Türkiye'nin en iyi haber sitesi
YUNUS ŞAHBAZ

Hesaplaşma ve Helalleşme Arasında CHP

Türkiye siyasetinde son zamanlarda onca siyasî ve toplumsal çalkantının değiştiremediği bir gerçek var. Seçmenin bir kısmı başta iktisadî sorunlar olmak üzere, birtakım sebeplerle bir arayış içerisine girmişken bu arayış muhalefet kanadına, özellikle de CHP'ye yönelişe tahvil olmamaktadır. CHP'nin oyları artmamakta, sorunların çözümünde bir adres olarak CHP ismi hâlâ seçmenin kahir ekseriyetinin gündemine gelmemektedir. Bu durum da CHP'yi daha geniş kitlelere hitap edebilmek için farklı arayışlara yöneltmektedir.

CHP Genel Başkanı Kemal Kılıçdaroğlu'nun 'helalleşme' söylemi bu arayışın en veciz ifadelerinden biriydi. Ancak bu türden söylemlerin samimi bir yönelişin ifadesi mi olduğu yoksa sadece toplumun farklı kesimlerine boncuk dağıtmak için mi oluşturulduğu seçmen tarafından sorgulanmaktadır. Kararsız ve hoşnutsuz seçmenin CHP'ye herhangi bir teveccüh göstermemesi aslında bunların boncuk dağıtmak şeklinde anlaşıldığını göstermektedir. Nitekim başta Kemal Kılıçdaroğlu olmak üzere, CHP elitleri bu söylemleri istikrarlı ve tutarlı bir şekilde savunmaktan uzak bir görüntü çizmektedir.

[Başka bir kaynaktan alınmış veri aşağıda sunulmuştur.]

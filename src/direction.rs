use std::fmt;

/// Base direction of a string.
#[derive(Clone, Copy, PartialEq, Eq, Hash, Debug)]
#[cfg_attr(feature = "serde", derive(serde::Serialize, serde::Deserialize))]
pub enum Direction {
	/// Left-to-right direction.
	#[cfg_attr(feature = "serde", serde(rename = "ltr"))]
	Ltr,

	/// Right-to-left direction.
	#[cfg_attr(feature = "serde", serde(rename = "rtl"))]
	Rtl,
}

impl Direction {
	pub fn as_str(&self) -> &'static str {
		match self {
			Direction::Ltr => "ltr",
			Direction::Rtl => "rtl",
		}
	}
}

impl<'a> TryFrom<&'a str> for Direction {
	type Error = &'a str;

	fn try_from(name: &'a str) -> Result<Direction, &'a str> {
		match name {
			"ltr" => Ok(Direction::Ltr),
			"rtl" => Ok(Direction::Rtl),
			_ => Err(name),
		}
	}
}

impl fmt::Display for Direction {
	fn fmt(&self, f: &mut fmt::Formatter) -> fmt::Result {
		f.write_str(self.as_str())
	}
}
use json_ld_pipeline::{
	loader::RemoteDocumentReference,
	syntax::{Parse, Value},
	util::deep_equals,
	ErrorCode, JsonLdProcessor, NoLoader, Options, RemoteDocument,
};
use static_iref::iri;
use std::collections::HashMap;

fn parse(s: &str) -> Value {
	Value::parse_str(s).unwrap().0
}

fn document(s: &str) -> RemoteDocument {
	RemoteDocument::new(Some(iri!("http://example.org/test.jsonld").to_owned()), parse(s))
}

fn check(input: &str, context: &str, options: Options, expected: &str) {
	let context = RemoteDocumentReference::from(parse(context));
	let compacted = document(input)
		.compact(&context, &NoLoader, options)
		.unwrap()
		.value;
	let expected = parse(expected);
	assert!(
		deep_equals(&compacted, &expected),
		"got {compacted:?}, expected {expected:?}"
	)
}

#[test]
fn compact_with_terms() {
	check(
		r#"{
			"@id": "http://example.org/alice",
			"http://xmlns.com/foaf/0.1/name": "Alice",
			"http://xmlns.com/foaf/0.1/homepage": {"@id": "http://example.org/alice/"}
		}"#,
		r#"{
			"@context": {
				"name": "http://xmlns.com/foaf/0.1/name",
				"homepage": {"@id": "http://xmlns.com/foaf/0.1/homepage", "@type": "@id"}
			}
		}"#,
		Options::default(),
		r#"{
			"@context": {
				"name": "http://xmlns.com/foaf/0.1/name",
				"homepage": {"@id": "http://xmlns.com/foaf/0.1/homepage", "@type": "@id"}
			},
			"@id": "alice",
			"name": "Alice",
			"homepage": "alice/"
		}"#,
	)
}

#[test]
fn absolute_iris_without_relative_compaction() {
	check(
		r#"{"@id": "http://example.org/alice", "http://example.org/p": "x"}"#,
		r#"{"p": "http://example.org/p"}"#,
		Options {
			compact_to_relative: false,
			..Options::default()
		},
		r#"{
			"@context": {"p": "http://example.org/p"},
			"@id": "http://example.org/alice",
			"p": "x"
		}"#,
	)
}

#[test]
fn arrays_are_kept_when_requested() {
	check(
		r#"{"http://example.org/p": "x"}"#,
		r#"{"p": "http://example.org/p"}"#,
		Options {
			compact_arrays: false,
			..Options::default()
		},
		r#"{"@context": {"p": "http://example.org/p"}, "@graph": [{"p": ["x"]}]}"#,
	)
}

#[test]
fn multiple_nodes_use_graph() {
	check(
		r#"[
			{"@id": "http://example.org/a", "http://example.org/p": "x"},
			{"@id": "http://example.org/b", "http://example.org/p": "y"}
		]"#,
		r#"{"@vocab": "http://example.org/"}"#,
		Options {
			compact_to_relative: false,
			..Options::default()
		},
		r#"{
			"@context": {"@vocab": "http://example.org/"},
			"@graph": [
				{"@id": "http://example.org/a", "p": "x"},
				{"@id": "http://example.org/b", "p": "y"}
			]
		}"#,
	)
}

#[test]
fn type_scoped_contexts() {
	check(
		r#"{
			"@type": "http://example.org/Person",
			"http://example.org/person/name": "Alice"
		}"#,
		r#"{
			"Person": {
				"@id": "http://example.org/Person",
				"@context": {"name": "http://example.org/person/name"}
			}
		}"#,
		Options::default(),
		r#"{
			"@context": {
				"Person": {
					"@id": "http://example.org/Person",
					"@context": {"name": "http://example.org/person/name"}
				}
			},
			"@type": "Person",
			"name": "Alice"
		}"#,
	)
}

#[test]
fn remote_context_by_iri() {
	let context_iri = iri!("http://example.org/context.jsonld").to_owned();
	let mut loader = HashMap::new();
	loader.insert(
		context_iri.clone(),
		RemoteDocument::new(
			Some(context_iri.clone()),
			parse(r#"{"@context": {"name": "http://xmlns.com/foaf/0.1/name"}}"#),
		),
	);

	let compacted = document(r#"{"http://xmlns.com/foaf/0.1/name": "Alice"}"#)
		.compact(&context_iri.clone().into(), &loader, Options::default())
		.unwrap();

	assert!(deep_equals(
		&compacted.value,
		&parse(r#"{"@context": {"name": "http://xmlns.com/foaf/0.1/name"}, "name": "Alice"}"#)
	));

	let error = document(r#"{"http://xmlns.com/foaf/0.1/name": "Alice"}"#)
		.compact(&context_iri.into(), &NoLoader, Options::default())
		.unwrap_err();
	assert_eq!(error.code(), ErrorCode::LoadingRemoteContextFailed)
}

#[test]
fn compaction_is_stable() {
	let context = r#"{"@vocab": "http://example.org/", "tags": {"@container": "@set"}}"#;
	let input = r#"{"@id": "http://example.org/a", "http://example.org/tags": ["x", "y"]}"#;

	let once = document(input)
		.compact(&parse(context).into(), &NoLoader, Options::default())
		.unwrap()
		.value;
	let twice = RemoteDocument::new(Some(iri!("http://example.org/test.jsonld").to_owned()), once.clone())
		.compact(&parse(context).into(), &NoLoader, Options::default())
		.unwrap()
		.value;

	assert!(deep_equals(
		&once,
		&parse(
			r#"{
				"@context": {"@vocab": "http://example.org/", "tags": {"@container": "@set"}},
				"@id": "a",
				"tags": ["x", "y"]
			}"#
		)
	));
	assert!(deep_equals(&once, &twice))
}

#[test]
fn list_containers_round_trip() {
	let context = r#"{"items": {"@id": "http://example.org/items", "@container": "@list"}}"#;
	let input = format!(r#"{{"@context": {context}, "items": ["a", "b"]}}"#);

	let expanded = document(&input)
		.expand(&NoLoader, Options::default())
		.unwrap()
		.value;
	assert!(deep_equals(
		&expanded,
		&parse(r#"[{"http://example.org/items": [{"@list": [{"@value": "a"}, {"@value": "b"}]}]}]"#)
	));

	check(
		&input,
		context,
		Options::default(),
		&format!(r#"{{"@context": {context}, "items": ["a", "b"]}}"#),
	)
}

Helalleşmeden Hesaplaşmaya Dönüş
Helalleşme çıkışının sürdürülememesinin birkaç temel sebebinden söz edilebilir. Bunlardan ilki, CHP tabanı ve CHP'yi destekleyen entelektüel çevrelerin tahammül sınırlarını zorlayacak bir oluşuma izin vermek istememeleridir. Bu çevreler iktidar için kendi dışındaki muhafazakâr kesimlerin de oyunu almaları gerektiğinin farkındalar ve bir noktaya kadar bu konuda müsamahalı davranabilmekteler. Öte yandan, muhafazakâr seçmene yönelik herhangi bir söylem, anma mesajı, verilen fotoğraf karesi vs. hızlı ve sert bir reaksiyon görmektedir. Yine muhalefet kanadında mevcut durumda ortak oldukları eski AK Partili isimlere bakışları da bu doğrultudadır. Bu isimlere hep kuşkuyla bakılmakta ve en küçük farklı bir söylemlerinde hemen AK Parti dönemi icraatları hatırlatılarak onlardan nedamet getirmeleri istenmektedir. AK Partili kimliğiyle kamuoyunda maruf olan isimlere de aynı tepki gösterilmekte; bu kişilerin yaptığı (öz)eleştiriler olumlu karşılanmakta ancak 'bu da yetmez, kamuya çıkıp özür dilemeliler' gibi engizisyoncu bir tavır içerisine girilebilmektedir. Böylelikle de CHP tabanı ve elit çevrelerinin müsamahakâr tutumlarının çok sınırlı olduğu da bu vesilelerle ortaya çıkmaktadır.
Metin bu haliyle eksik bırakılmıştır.